Allergan (AGN) reported better-than-expected results for the third quarter driven by double-digit growth from many of its key promoted brands, led by Botox Therapeutic and Cosmetic, Juvederm, and Vraylar. The pharma company posted a 3% decline in revenues to $3.91 billion due to a loss of exclusivity on some brands. Non-GAAP revenue rose 5.9%.
Net loss for the quarter was $37.9 million or $0.11 per diluted share narrower than $3.95 billion or $11.84 per diluted share for the same period last year. Adjusted EPS rose 2.4% to $4.25.
For full-year 2018, the company raised its revenue outlook to the range of $15.575 billion to $15.725 billion from the prior range of $15.475 billion to $15.625 billion, and its adjusted EPS guidance to the range of $16.20 to $16.60 from the prior estimate of $16.00 to $16.50. GAAP loss per share forecast is widened to the range of $3.36 to $2.95 from the prior forecast of $3.08 to $2.57.
US Specialized Therapeutics revenues inched down 0.6% due to lower net pricing, demand, and trade inventory levels in the Restasis as well as generic pressure prior to divestiture hurt Medical Dermatology revenues. This offset growth in Botox Therapeutic and Medical Aesthetics, including Botox Cosmetic and Alloderm.
U.S. General Medicine fell 7.8% as generic competition dragged revenues from Namenda XR and Estrace down. International revenues rose 7.8% excluding foreign exchange impact, driven by growth in Facial Aesthetics, and Botox Therapeutic.

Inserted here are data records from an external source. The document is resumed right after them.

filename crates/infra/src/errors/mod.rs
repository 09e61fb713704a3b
//! Infrastructure error handling.

mod conversions;

pub use conversions::InfraError;
//! Fail-closed outbound mutations: external calendar first, local store second

use std::sync::Arc;

use tandem_domain::{Result, Task, TaskDraft, TaskPatch, PRIMARY_CALENDAR_ID};
use tracing::{debug, instrument, warn};

use crate::calendar::mapper;
use crate::calendar::ports::CalendarTransport;
use crate::tasks::ports::{SettingsRepository, TaskRepository};

/// Applies task mutations that must be mirrored to the external calendar.
///
/// Ordering is strict: the external mutation must succeed before the local
/// store is touched. A provider failure leaves the local task untouched, so
/// the link table never claims an event the provider does not have.
pub struct OutboundMutator {
    transport: Arc<dyn CalendarTransport>,
    tasks: Arc<dyn TaskRepository>,
    settings: Arc<dyn SettingsRepository>,
}

impl OutboundMutator {
    pub fn new(
        transport: Arc<dyn CalendarTransport>,
        tasks: Arc<dyn TaskRepository>,
        settings: Arc<dyn SettingsRepository>,
    ) -> Self {
        Self {
            transport,
            tasks,
            settings,
        }
    }

    async fn timezone(&self, user_email: &str) -> Result<chrono_tz::Tz> {
        let name = self.settings.get_user_timezone(user_email).await?;
        Ok(mapper::resolve_timezone(name.as_deref()))
    }

    /// Create a task together with its external event.
    ///
    /// The event is created first; only once the provider has assigned an id
    /// is the local task written, already linked.
    #[instrument(skip(self, draft), fields(user = %user_email, title = %draft.title))]
    pub async fn create_linked(&self, user_email: &str, mut draft: TaskDraft) -> Result<Task> {
        let tz = self.timezone(user_email).await?;
        let event_draft = mapper::build_outbound_draft(&draft, tz)?;
        let calendar_id = draft
            .google_calendar_id
            .clone()
            .unwrap_or_else(|| PRIMARY_CALENDAR_ID.to_string());

        let event = self
            .transport
            .create_event(user_email, &calendar_id, &event_draft)
            .await?;
        debug!(event_id = %event.id, "external event created");

        draft.google_calendar_id = Some(calendar_id);
        draft.google_event_id = Some(event.id);
        self.tasks.create(user_email, draft).await
    }

    /// Patch a task, mirroring the change to its linked event first.
    ///
    /// Unlinked tasks are patched locally only. A patch that maps to no
    /// event change skips the provider round trip.
    #[instrument(skip(self, patch), fields(user = %user_email, task = %task_id))]
    pub async fn update_linked(
        &self,
        user_email: &str,
        task_id: &str,
        patch: TaskPatch,
    ) -> Result<Task> {
        let task = self.tasks.get(user_email, task_id).await?;

        if let (Some(event_id), Some(calendar_id)) =
            (task.google_event_id.as_deref(), task.google_calendar_id.as_deref())
        {
            let tz = self.timezone(user_email).await?;
            let event_patch = mapper::build_outbound_patch(&patch, tz)?;
            if event_patch.is_empty() {
                debug!("patch has no calendar-visible change, skipping provider call");
            } else {
                self.transport
                    .update_event(user_email, calendar_id, event_id, &event_patch)
                    .await?;
                debug!(event_id, "external event patched");
            }
        }

        self.tasks.update(user_email, task_id, patch).await
    }

    /// Delete a task, removing its linked event first.
    ///
    /// The local row is only deleted after the provider confirms the event
    /// delete; a provider failure keeps the task so the user can retry.
    #[instrument(skip(self), fields(user = %user_email, task = %task_id))]
    pub async fn delete_linked(&self, user_email: &str, task_id: &str) -> Result<()> {
        let task = self.tasks.get(user_email, task_id).await?;

        if let (Some(event_id), Some(calendar_id)) =
            (task.google_event_id.as_deref(), task.google_calendar_id.as_deref())
        {
            self.transport
                .delete_event(user_email, calendar_id, event_id)
                .await?;
            debug!(event_id, "external event deleted");
        } else if task.google_event_id.is_some() {
            warn!("task is linked but has no calendar id, deleting locally only");
        }

        self.tasks.delete(user_email, task_id).await
    }
}
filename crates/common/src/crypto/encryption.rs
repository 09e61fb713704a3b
//! AES-256-GCM sealing for stored refresh credentials.
//!
//! Key derivation and nonce generation are standalone primitives so they can
//! be tested independently of the cipher, and the sealed payload layout
//! (`base64(nonce || tag || ciphertext)`) is stable: rows written by earlier
//! versions of the dashboard remain readable.

use aes_gcm::aead::{Aead, KeyInit, Payload};
use aes_gcm::{Aes256Gcm, Nonce};
use base64::engine::general_purpose::STANDARD as BASE64;
use base64::Engine;
use rand::rngs::OsRng;
use rand::RngCore;
use sha2::{Digest, Sha256};

use crate::error::{CommonError, CommonResult};

/// AES-256 key length in bytes.
pub const KEY_LEN: usize = 32;
/// AES-GCM nonce length in bytes.
pub const NONCE_LEN: usize = 12;
/// AES-GCM authentication tag length in bytes.
pub const TAG_LEN: usize = 16;

/// Derive a 32-byte AES key from an operator-supplied secret.
///
/// SHA-256 of the raw secret bytes, matching the layout existing credential
/// rows were sealed with.
pub fn derive_key(secret: &str) -> [u8; KEY_LEN] {
    let mut hasher = Sha256::new();
    hasher.update(secret.as_bytes());
    hasher.finalize().into()
}

/// Generate a random 12-byte nonce.
pub fn generate_nonce() -> [u8; NONCE_LEN] {
    let mut nonce = [0u8; NONCE_LEN];
    OsRng.fill_bytes(&mut nonce);
    nonce
}

/// AES-256-GCM cipher for sealing and opening secret strings.
pub struct TokenCipher {
    cipher: Aes256Gcm,
}

impl std::fmt::Debug for TokenCipher {
    fn fmt(&self, f: &mut std::fmt::Formatter<'_>) -> std::fmt::Result {
        f.debug_struct("TokenCipher").field("key", &"[REDACTED]").finish()
    }
}

impl TokenCipher {
    /// Create a cipher from a raw 32-byte key.
    pub fn new(key: &[u8]) -> CommonResult<Self> {
        if key.len() != KEY_LEN {
            return Err(CommonError::Crypto(format!(
                "sealing key must be exactly {KEY_LEN} bytes, got {}",
                key.len()
            )));
        }
        let cipher = Aes256Gcm::new_from_slice(key)
            .map_err(|e| CommonError::Crypto(format!("failed to initialize cipher: {e}")))?;
        Ok(Self { cipher })
    }

    /// Create a cipher whose key is derived from an operator secret.
    pub fn from_secret(secret: &str) -> CommonResult<Self> {
        Self::new(&derive_key(secret))
    }

    /// Seal a plaintext string into `base64(nonce || tag || ciphertext)`.
    pub fn seal(&self, plaintext: &str) -> CommonResult<String> {
        let nonce = generate_nonce();
        self.seal_with_nonce(plaintext, &nonce)
    }

    /// Seal with a caller-provided nonce. The nonce must never be reused
    /// with the same key; production code goes through [`TokenCipher::seal`].
    pub fn seal_with_nonce(&self, plaintext: &str, nonce: &[u8; NONCE_LEN]) -> CommonResult<String> {
        let sealed = self
            .cipher
            .encrypt(Nonce::from_slice(nonce), Payload::from(plaintext.as_bytes()))
            .map_err(|e| CommonError::Crypto(format!("encryption failed: {e}")))?;

        // aes-gcm appends the tag to the ciphertext; reorder to the stored
        // layout nonce || tag || ciphertext.
        let split = sealed.len().checked_sub(TAG_LEN).ok_or_else(|| {
            CommonError::Internal("ciphertext shorter than authentication tag".to_string())
        })?;
        let (ciphertext, tag) = sealed.split_at(split);

        let mut packed = Vec::with_capacity(NONCE_LEN + TAG_LEN + ciphertext.len());
        packed.extend_from_slice(nonce);
        packed.extend_from_slice(tag);
        packed.extend_from_slice(ciphertext);
        Ok(BASE64.encode(packed))
    }

    /// Open a payload produced by [`TokenCipher::seal`].
    pub fn open(&self, payload: &str) -> CommonResult<String> {
        let raw = BASE64
            .decode(payload)
            .map_err(|e| CommonError::Crypto(format!("invalid base64 payload: {e}")))?;
        if raw.len() < NONCE_LEN + TAG_LEN {
            return Err(CommonError::Crypto("sealed payload is truncated".to_string()));
        }

        let (nonce, rest) = raw.split_at(NONCE_LEN);
        let (tag, ciphertext) = rest.split_at(TAG_LEN);

        let mut joined = Vec::with_capacity(ciphertext.len() + TAG_LEN);
        joined.extend_from_slice(ciphertext);
        joined.extend_from_slice(tag);

        let plaintext = self
            .cipher
            .decrypt(Nonce::from_slice(nonce), joined.as_ref())
            .map_err(|e| CommonError::Crypto(format!("decryption failed: {e}")))?;

        String::from_utf8(plaintext)
            .map_err(|e| CommonError::Crypto(format!("sealed value is not valid UTF-8: {e}")))
    }
}
//! SQLite implementation of the CredentialRepository port.

use async_trait::async_trait;
use chrono::{DateTime, Utc};
use rusqlite::{params, OptionalExtension, Row};
use tandem_core::CredentialRepository;
use tandem_domain::{CalendarCredential, Result};
use tracing::{debug, instrument};

use super::manager::DbPool;
use crate::errors::InfraError;

/// SQLite implementation of CredentialRepository
pub struct SqliteCredentialRepository {
    pool: DbPool,
}

impl SqliteCredentialRepository {
    /// Create a new credential repository sharing the given pool.
    pub fn new(pool: DbPool) -> Self {
        Self { pool }
    }

    fn conn(&self) -> Result<r2d2::PooledConnection<r2d2_sqlite::SqliteConnectionManager>> {
        self.pool.get().map_err(|e| InfraError::from(e).into())
    }
}

#[async_trait]
impl CredentialRepository for SqliteCredentialRepository {
    async fn get(&self, user_email: &str) -> Result<Option<CalendarCredential>> {
        let conn = self.conn()?;
        conn.query_row(
            "SELECT user_email, refresh_token_sealed, access_token,
                    access_token_expires_at, scope, updated_at
             FROM calendar_credentials WHERE user_email = ?1",
            params![user_email],
            row_to_credential,
        )
        .optional()
        .map_err(|e| InfraError::from(e).into())
    }

    #[instrument(skip(self, credential), fields(user = %credential.user_email))]
    async fn upsert(&self, credential: &CalendarCredential) -> Result<()> {
        let conn = self.conn()?;
        conn.execute(
            "INSERT INTO calendar_credentials
                 (user_email, refresh_token_sealed, access_token,
                  access_token_expires_at, scope, updated_at)
             VALUES (?1, ?2, ?3, ?4, ?5, ?6)
             ON CONFLICT (user_email) DO UPDATE SET
                 refresh_token_sealed = excluded.refresh_token_sealed,
                 access_token = excluded.access_token,
                 access_token_expires_at = excluded.access_token_expires_at,
                 scope = excluded.scope,
                 updated_at = excluded.updated_at",
            params![
                credential.user_email,
                credential.refresh_token_sealed,
                credential.access_token,
                credential.access_token_expires_at.map(|dt| dt.to_rfc3339()),
                credential.scope,
                credential.updated_at.to_rfc3339(),
            ],
        )
        .map_err(InfraError::from)?;
        debug!("credential stored");
        Ok(())
    }

    #[instrument(skip(self, access_token), fields(user = %user_email))]
    async fn update_access_token(
        &self,
        user_email: &str,
        access_token: &str,
        expires_at: DateTime<Utc>,
    ) -> Result<()> {
        let conn = self.conn()?;
        conn.execute(
            "UPDATE calendar_credentials
             SET access_token = ?1, access_token_expires_at = ?2, updated_at = ?3
             WHERE user_email = ?4",
            params![
                access_token,
                expires_at.to_rfc3339(),
                Utc::now().to_rfc3339(),
                user_email
            ],
        )
        .map_err(InfraError::from)?;
        Ok(())
    }

    #[instrument(skip(self), fields(user = %user_email))]
    async fn delete(&self, user_email: &str) -> Result<()> {
        let conn = self.conn()?;
        conn.execute(
            "DELETE FROM calendar_credentials WHERE user_email = ?1",
            params![user_email],
        )
        .map_err(InfraError::from)?;
        Ok(())
    }
}

fn row_to_credential(row: &Row<'_>) -> rusqlite::Result<CalendarCredential> {
    Ok(CalendarCredential {
        user_email: row.get(0)?,
        refresh_token_sealed: row.get(1)?,
        access_token: row.get(2)?,
        access_token_expires_at: row
            .get::<_, Option<String>>(3)?
            .map(|s| parse_datetime(&s, 3))
            .transpose()?,
        scope: row.get(4)?,
        updated_at: parse_datetime(&row.get::<_, String>(5)?, 5)?,
    })
}

fn parse_datetime(raw: &str, idx: usize) -> rusqlite::Result<DateTime<Utc>> {
    DateTime::parse_from_rfc3339(raw)
        .map(|dt| dt.with_timezone(&Utc))
        .map_err(|e| {
            rusqlite::Error::FromSqlConversionFailure(idx, rusqlite::types::Type::Text, Box::new(e))
        })
}
//! Google Calendar integration
//!
//! Token lifecycle (sealed refresh credentials, cached access credentials,
//! single-flight refresh) and the HTTP transport implementing the
//! `CalendarTransport` port.

pub mod classify;
pub mod client;
pub mod token_manager;

pub use classify::{classify_auth_failure, AuthFailure};
pub use client::GoogleCalendarClient;
pub use token_manager::{AccessToken, TokenManager};
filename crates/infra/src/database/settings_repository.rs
//! SQLite implementation of the SettingsRepository port.
//!
//! Settings are stored as namespaced key/value rows; per-user keys are
//! prefixed with the owning user's email.

use async_trait::async_trait;
use chrono::Utc;
use rusqlite::{params, OptionalExtension};
use tandem_core::SettingsRepository;
use tandem_domain::Result;
use tracing::instrument;

use super::manager::DbPool;
use crate::errors::InfraError;

const TIMEZONE_KEY: &str = "timezone";

/// SQLite implementation of SettingsRepository
pub struct SqliteSettingsRepository {
    pool: DbPool,
}

impl SqliteSettingsRepository {
    /// Create a new settings repository sharing the given pool.
    pub fn new(pool: DbPool) -> Self {
        Self { pool }
    }

    fn user_key(user_email: &str, key: &str) -> String {
        format!("{user_email}::{key}")
    }
}

#[async_trait]
impl SettingsRepository for SqliteSettingsRepository {
    async fn get_user_timezone(&self, user_email: &str) -> Result<Option<String>> {
        let conn = self.pool.get().map_err(InfraError::from)?;
        conn.query_row(
            "SELECT value FROM settings WHERE key = ?1",
            params![Self::user_key(user_email, TIMEZONE_KEY)],
            |row| row.get(0),
        )
        .optional()
        .map_err(|e| InfraError::from(e).into())
    }

    #[instrument(skip(self), fields(user = %user_email, timezone))]
    async fn set_user_timezone(&self, user_email: &str, timezone: &str) -> Result<()> {
        let conn = self.pool.get().map_err(InfraError::from)?;
        conn.execute(
            "INSERT INTO settings (key, value, updated_at) VALUES (?1, ?2, ?3)
             ON CONFLICT (key) DO UPDATE SET
                 value = excluded.value,
                 updated_at = excluded.updated_at",
            params![
                Self::user_key(user_email, TIMEZONE_KEY),
                timezone,
                Utc::now().to_rfc3339(),
            ],
        )
        .map_err(InfraError::from)?;
        Ok(())
    }
}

The company repurchased $1.76 billion of its debt in the third quarter of 2018. It expects to conduct one or more financing transactions in the fourth quarter that are expected, along with any additional repurchases during the fourth quarter, to lower its outstanding debt on a net basis by at least $750 million.
Shares of Allergan opened Tuesday’s regular session lower and remained in the red territory. The stock has fallen over 1% in the year so far and over 9% in the past year.